Your objective »
Without omission or alteration, write out all of the data.

Stored items

━━━

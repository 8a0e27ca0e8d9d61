//! # Domain Entities
//!
//! Core domain entities of the coaching dashboard and the marketing site.
//!
//! ## Dashboard Entities
//!
//! - **Coach**: The signed-in account with profile and subscription tier
//! - **Client**: A coached person, owned by one coach
//! - **Plan**: A priced program offered by a coach
//! - **Session**: A training session recorded on a client
//!
//! ## Marketing Site
//!
//! - **ContactSubmission**: A message left through the contact form, with its
//!   repository trait implemented in the infrastructure layer

mod coach;
mod client;
mod plan;
mod submission;

pub use coach::{Coach, SubscriptionTier};

pub use client::{is_valid_progress, Client, ClientStatus, NewClient, Session};

pub use plan::{NewPlan, Plan};

pub use submission::{ContactSubmission, SubmissionError, SubmissionRepository};
//! Per-operation request status tracking.

use std::collections::HashMap;
use std::hash::Hash;

use serde::Serialize;

/// Lifecycle of one async operation.
#[derive(Debug, Clone, Copy, PartialEq, Eq, Default, Serialize)]
#[serde(rename_all = "lowercase")]
pub enum RequestStatus {
    #[default]
    Idle,
    Pending,
    Fulfilled,
    Rejected,
}

/// Latest status per operation plus the number of requests in flight.
///
/// Overlapping dispatches of the same operation share one entry; the last
/// transition wins.
#[derive(Debug, Clone)]
pub struct RequestLog<Op> {
    statuses: HashMap<Op, RequestStatus>,
    in_flight: usize,
}

impl<Op> Default for RequestLog<Op> {
    fn default() -> Self {
        Self {
            statuses: HashMap::new(),
            in_flight: 0,
        }
    }
}

impl<Op: Eq + Hash> PartialEq for RequestLog<Op> {
    fn eq(&self, other: &Self) -> bool {
        self.statuses == other.statuses && self.in_flight == other.in_flight
    }
}

impl<Op: Eq + Hash> Eq for RequestLog<Op> {}

impl<Op: Copy + Eq + Hash> RequestLog<Op> {
    /// Mark an operation as started.
    pub fn begin(&mut self, operation: Op) {
        self.statuses.insert(operation, RequestStatus::Pending);
        self.in_flight += 1;
    }

    /// Mark an operation as settled with `status`.
    pub fn finish(&mut self, operation: Op, status: RequestStatus) {
        self.statuses.insert(operation, status);
        self.in_flight = self.in_flight.saturating_sub(1);
    }

    pub fn status(&self, operation: Op) -> RequestStatus {
        self.statuses.get(&operation).copied().unwrap_or_default()
    }

    /// Whether any request is still pending.
    pub fn is_busy(&self) -> bool {
        self.in_flight > 0
    }
}
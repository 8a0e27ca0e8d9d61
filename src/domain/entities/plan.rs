//! Coaching plan entity.

use chrono::{DateTime, Utc};
use serde::{Deserialize, Serialize};

/// A subscription plan offered by a coach.
#[derive(Debug, Clone, PartialEq, Serialize, Deserialize)]
#[serde(rename_all = "camelCase")]
pub struct Plan {
    pub id: String,

    /// Owning coach
    pub coach_id: String,

    pub name: String,

    pub description: String,

    /// Price in currency units
    pub price: f64,

    /// Length of the plan in days
    pub duration: u32,

    #[serde(default)]
    pub features: Vec<String>,

    pub is_active: bool,

    pub created_at: DateTime<Utc>,

    pub updated_at: DateTime<Utc>,

    /// Revenue accumulated by the plan so far
    #[serde(default)]
    pub revenue: f64,
}

/// Plan fields supplied by the caller; the service assigns id, owner and timestamps.
#[derive(Debug, Clone, PartialEq, Serialize, Deserialize)]
#[serde(rename_all = "camelCase")]
pub struct NewPlan {
    pub name: String,
    pub description: String,
    pub price: f64,
    pub duration: u32,
    #[serde(default)]
    pub features: Vec<String>,
    pub is_active: bool,
    #[serde(default)]
    pub revenue: f64,
}

impl NewPlan {
    /// Materialize the record with service-assigned fields.
    pub fn into_plan(self, id: String, coach_id: String, now: DateTime<Utc>) -> Plan {
        Plan {
            id,
            coach_id,
            name: self.name,
            description: self.description,
            price: self.price,
            duration: self.duration,
            features: self.features,
            is_active: self.is_active,
            created_at: now,
            updated_at: now,
            revenue: self.revenue,
        }
    }
}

━━━

Answer »
repository 8a0e27ca0e8d9d61
//! # Domain Entities
//!
//! Core domain entities of the coaching dashboard and the marketing site.
//!
//! ## Dashboard Entities
//!
//! - **Coach**: The signed-in account with profile and subscription tier
//! - **Client**: A coached person, owned by one coach
//! - **Plan**: A priced program offered by a coach
//! - **Session**: A training session recorded on a client
//!
//! ## Marketing Site
//!
//! - **ContactSubmission**: A message left through the contact form, with its
//!   repository trait implemented in the infrastructure layer

mod coach;
mod client;
mod plan;
mod submission;

pub use coach::{Coach, SubscriptionTier};

pub use client::{is_valid_progress, Client, ClientStatus, NewClient, Session};

pub use plan::{NewPlan, Plan};

pub use submission::{ContactSubmission, SubmissionError, SubmissionRepository};
//! Per-operation request status tracking.

use std::collections::HashMap;
use std::hash::Hash;

use serde::Serialize;

/// Lifecycle of one async operation.
#[derive(Debug, Clone, Copy, PartialEq, Eq, Default, Serialize)]
#[serde(rename_all = "lowercase")]
pub enum RequestStatus {
    #[default]
    Idle,
    Pending,
    Fulfilled,
    Rejected,
}

/// Latest status per operation plus the number of requests in flight.
///
/// Overlapping dispatches of the same operation share one entry; the last
/// transition wins.
#[derive(Debug, Clone)]
pub struct RequestLog<Op> {
    statuses: HashMap<Op, RequestStatus>,
    in_flight: usize,
}

impl<Op> Default for RequestLog<Op> {
    fn default() -> Self {
        Self {
            statuses: HashMap::new(),
            in_flight: 0,
        }
    }
}

impl<Op: Eq + Hash> PartialEq for RequestLog<Op> {
    fn eq(&self, other: &Self) -> bool {
        self.statuses == other.statuses && self.in_flight == other.in_flight
    }
}

impl<Op: Eq + Hash> Eq for RequestLog<Op> {}

impl<Op: Copy + Eq + Hash> RequestLog<Op> {
    /// Mark an operation as started.
    pub fn begin(&mut self, operation: Op) {
        self.statuses.insert(operation, RequestStatus::Pending);
        self.in_flight += 1;
    }

    /// Mark an operation as settled with `status`.
    pub fn finish(&mut self, operation: Op, status: RequestStatus) {
        self.statuses.insert(operation, status);
        self.in_flight = self.in_flight.saturating_sub(1);
    }

    pub fn status(&self, operation: Op) -> RequestStatus {
        self.statuses.get(&operation).copied().unwrap_or_default()
    }

    /// Whether any request is still pending.
    pub fn is_busy(&self) -> bool {
        self.in_flight > 0
    }
}
repository 8a0e27ca0e8d9d61
filename src/domain/entities/plan.rs
//! Coaching plan entity.

use chrono::{DateTime, Utc};
use serde::{Deserialize, Serialize};

/// A subscription plan offered by a coach.
#[derive(Debug, Clone, PartialEq, Serialize, Deserialize)]
#[serde(rename_all = "camelCase")]
pub struct Plan {
    pub id: String,

    /// Owning coach
    pub coach_id: String,

    pub name: String,

    pub description: String,

    /// Price in currency units
    pub price: f64,

    /// Length of the plan in days
    pub duration: u32,

    #[serde(default)]
    pub features: Vec<String>,

    pub is_active: bool,

    pub created_at: DateTime<Utc>,

    pub updated_at: DateTime<Utc>,

    /// Revenue accumulated by the plan so far
    #[serde(default)]
    pub revenue: f64,
}

/// Plan fields supplied by the caller; the service assigns id, owner and timestamps.
#[derive(Debug, Clone, PartialEq, Serialize, Deserialize)]
#[serde(rename_all = "camelCase")]
pub struct NewPlan {
    pub name: String,
    pub description: String,
    pub price: f64,
    pub duration: u32,
    #[serde(default)]
    pub features: Vec<String>,
    pub is_active: bool,
    #[serde(default)]
    pub revenue: f64,
}

impl NewPlan {
    /// Materialize the record with service-assigned fields.
    pub fn into_plan(self, id: String, coach_id: String, now: DateTime<Utc>) -> Plan {
        Plan {
            id,
            coach_id,
            name: self.name,
            description: self.description,
            price: self.price,
            duration: self.duration,
            features: self.features,
            is_active: self.is_active,
            created_at: now,
            updated_at: now,
            revenue: self.revenue,
        }
    }
}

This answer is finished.